(Stored data entries)

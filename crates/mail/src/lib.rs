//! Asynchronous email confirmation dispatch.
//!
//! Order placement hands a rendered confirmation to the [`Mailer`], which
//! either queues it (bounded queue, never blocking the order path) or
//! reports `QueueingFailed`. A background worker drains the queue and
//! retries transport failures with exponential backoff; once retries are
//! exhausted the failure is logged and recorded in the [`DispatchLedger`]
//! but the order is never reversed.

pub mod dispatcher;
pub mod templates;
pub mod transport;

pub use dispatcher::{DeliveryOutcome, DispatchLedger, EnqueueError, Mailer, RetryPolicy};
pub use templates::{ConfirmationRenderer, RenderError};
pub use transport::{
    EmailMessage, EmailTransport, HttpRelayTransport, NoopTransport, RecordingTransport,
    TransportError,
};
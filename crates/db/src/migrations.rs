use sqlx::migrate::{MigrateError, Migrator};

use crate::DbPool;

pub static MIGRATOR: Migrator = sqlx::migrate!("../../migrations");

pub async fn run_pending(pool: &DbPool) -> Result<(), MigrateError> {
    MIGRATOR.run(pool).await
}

---

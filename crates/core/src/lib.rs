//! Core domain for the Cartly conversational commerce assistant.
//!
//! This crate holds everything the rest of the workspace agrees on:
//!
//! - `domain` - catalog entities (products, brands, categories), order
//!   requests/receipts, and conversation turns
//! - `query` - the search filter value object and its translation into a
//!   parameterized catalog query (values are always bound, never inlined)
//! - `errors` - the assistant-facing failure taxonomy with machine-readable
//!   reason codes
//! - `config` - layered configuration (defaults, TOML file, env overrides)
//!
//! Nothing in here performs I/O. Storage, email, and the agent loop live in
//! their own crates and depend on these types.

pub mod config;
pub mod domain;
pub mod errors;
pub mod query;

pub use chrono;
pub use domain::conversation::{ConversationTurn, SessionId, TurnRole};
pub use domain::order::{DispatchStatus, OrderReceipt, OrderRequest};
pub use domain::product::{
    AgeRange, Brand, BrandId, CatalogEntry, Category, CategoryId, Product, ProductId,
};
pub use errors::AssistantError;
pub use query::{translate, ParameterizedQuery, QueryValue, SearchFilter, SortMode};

---

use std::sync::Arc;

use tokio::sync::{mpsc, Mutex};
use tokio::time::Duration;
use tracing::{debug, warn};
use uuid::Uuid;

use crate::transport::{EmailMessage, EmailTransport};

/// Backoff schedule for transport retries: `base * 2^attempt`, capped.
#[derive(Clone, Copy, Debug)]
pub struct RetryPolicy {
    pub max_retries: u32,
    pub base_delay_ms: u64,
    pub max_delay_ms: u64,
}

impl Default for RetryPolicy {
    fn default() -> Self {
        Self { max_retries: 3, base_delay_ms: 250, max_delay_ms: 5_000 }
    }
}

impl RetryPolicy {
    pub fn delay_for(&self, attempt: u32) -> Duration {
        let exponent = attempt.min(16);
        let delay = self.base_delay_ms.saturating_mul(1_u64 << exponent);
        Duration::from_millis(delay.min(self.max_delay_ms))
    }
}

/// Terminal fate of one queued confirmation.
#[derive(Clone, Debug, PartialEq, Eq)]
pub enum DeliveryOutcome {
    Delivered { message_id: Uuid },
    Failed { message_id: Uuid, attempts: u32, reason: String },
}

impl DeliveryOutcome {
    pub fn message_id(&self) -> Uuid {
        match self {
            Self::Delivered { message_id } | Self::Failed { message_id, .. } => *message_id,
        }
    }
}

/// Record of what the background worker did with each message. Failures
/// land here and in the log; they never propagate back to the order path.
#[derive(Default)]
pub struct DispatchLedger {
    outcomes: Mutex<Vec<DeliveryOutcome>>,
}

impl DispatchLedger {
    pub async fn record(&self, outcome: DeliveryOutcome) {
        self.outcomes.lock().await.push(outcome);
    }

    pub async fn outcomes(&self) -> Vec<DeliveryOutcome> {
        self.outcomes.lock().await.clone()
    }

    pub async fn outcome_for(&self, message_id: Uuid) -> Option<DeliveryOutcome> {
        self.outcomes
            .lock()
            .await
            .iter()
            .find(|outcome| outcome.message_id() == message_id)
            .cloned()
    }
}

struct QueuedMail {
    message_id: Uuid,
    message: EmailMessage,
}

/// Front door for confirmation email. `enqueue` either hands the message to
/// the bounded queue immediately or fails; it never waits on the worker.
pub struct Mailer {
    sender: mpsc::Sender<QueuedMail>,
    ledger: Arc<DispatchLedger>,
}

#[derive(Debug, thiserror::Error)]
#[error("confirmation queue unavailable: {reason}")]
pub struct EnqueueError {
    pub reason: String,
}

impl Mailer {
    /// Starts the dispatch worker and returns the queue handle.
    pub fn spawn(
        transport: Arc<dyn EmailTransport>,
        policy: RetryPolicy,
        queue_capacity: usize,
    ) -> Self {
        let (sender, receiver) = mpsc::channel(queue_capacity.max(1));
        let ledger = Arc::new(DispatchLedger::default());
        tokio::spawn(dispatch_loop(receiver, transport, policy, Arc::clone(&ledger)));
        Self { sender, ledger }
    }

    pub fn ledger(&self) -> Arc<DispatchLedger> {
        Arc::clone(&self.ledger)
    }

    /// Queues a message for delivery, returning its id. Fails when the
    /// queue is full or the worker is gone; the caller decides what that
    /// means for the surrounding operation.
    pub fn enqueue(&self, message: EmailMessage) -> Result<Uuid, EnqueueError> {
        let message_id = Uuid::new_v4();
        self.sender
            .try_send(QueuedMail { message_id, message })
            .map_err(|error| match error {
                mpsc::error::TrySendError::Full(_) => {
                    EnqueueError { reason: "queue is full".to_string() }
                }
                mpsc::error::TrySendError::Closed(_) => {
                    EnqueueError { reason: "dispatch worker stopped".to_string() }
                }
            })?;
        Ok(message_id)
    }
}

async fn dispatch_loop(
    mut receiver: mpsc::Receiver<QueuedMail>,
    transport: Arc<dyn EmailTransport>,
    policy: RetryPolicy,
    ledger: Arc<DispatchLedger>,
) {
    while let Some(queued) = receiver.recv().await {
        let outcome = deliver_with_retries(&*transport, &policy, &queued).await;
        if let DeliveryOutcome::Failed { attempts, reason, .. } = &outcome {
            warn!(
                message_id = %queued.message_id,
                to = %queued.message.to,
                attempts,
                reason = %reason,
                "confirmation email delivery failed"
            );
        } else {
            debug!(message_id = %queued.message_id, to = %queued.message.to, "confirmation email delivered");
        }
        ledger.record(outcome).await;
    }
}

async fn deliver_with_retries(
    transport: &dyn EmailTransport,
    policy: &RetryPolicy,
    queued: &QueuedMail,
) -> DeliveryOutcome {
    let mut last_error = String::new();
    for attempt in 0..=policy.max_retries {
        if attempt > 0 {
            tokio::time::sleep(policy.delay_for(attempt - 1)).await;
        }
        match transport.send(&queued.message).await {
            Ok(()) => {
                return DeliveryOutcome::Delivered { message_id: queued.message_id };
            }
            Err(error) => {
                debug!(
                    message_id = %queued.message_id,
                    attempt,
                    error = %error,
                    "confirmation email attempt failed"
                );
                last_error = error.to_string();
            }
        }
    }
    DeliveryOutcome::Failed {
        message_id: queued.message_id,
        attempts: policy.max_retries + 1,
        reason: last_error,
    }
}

# BRIEF:
Take the lines above from the one containing "once retries are" down to the one containing "pub mod transport;", and transcribe them exactly, both ends included.

# ANSWER SECTION:
//! retries transport failures with exponential backoff; once retries are
//! exhausted the failure is logged and recorded in the [`DispatchLedger`]
//! but the order is never reversed.

pub mod dispatcher;
pub mod templates;
pub mod transport;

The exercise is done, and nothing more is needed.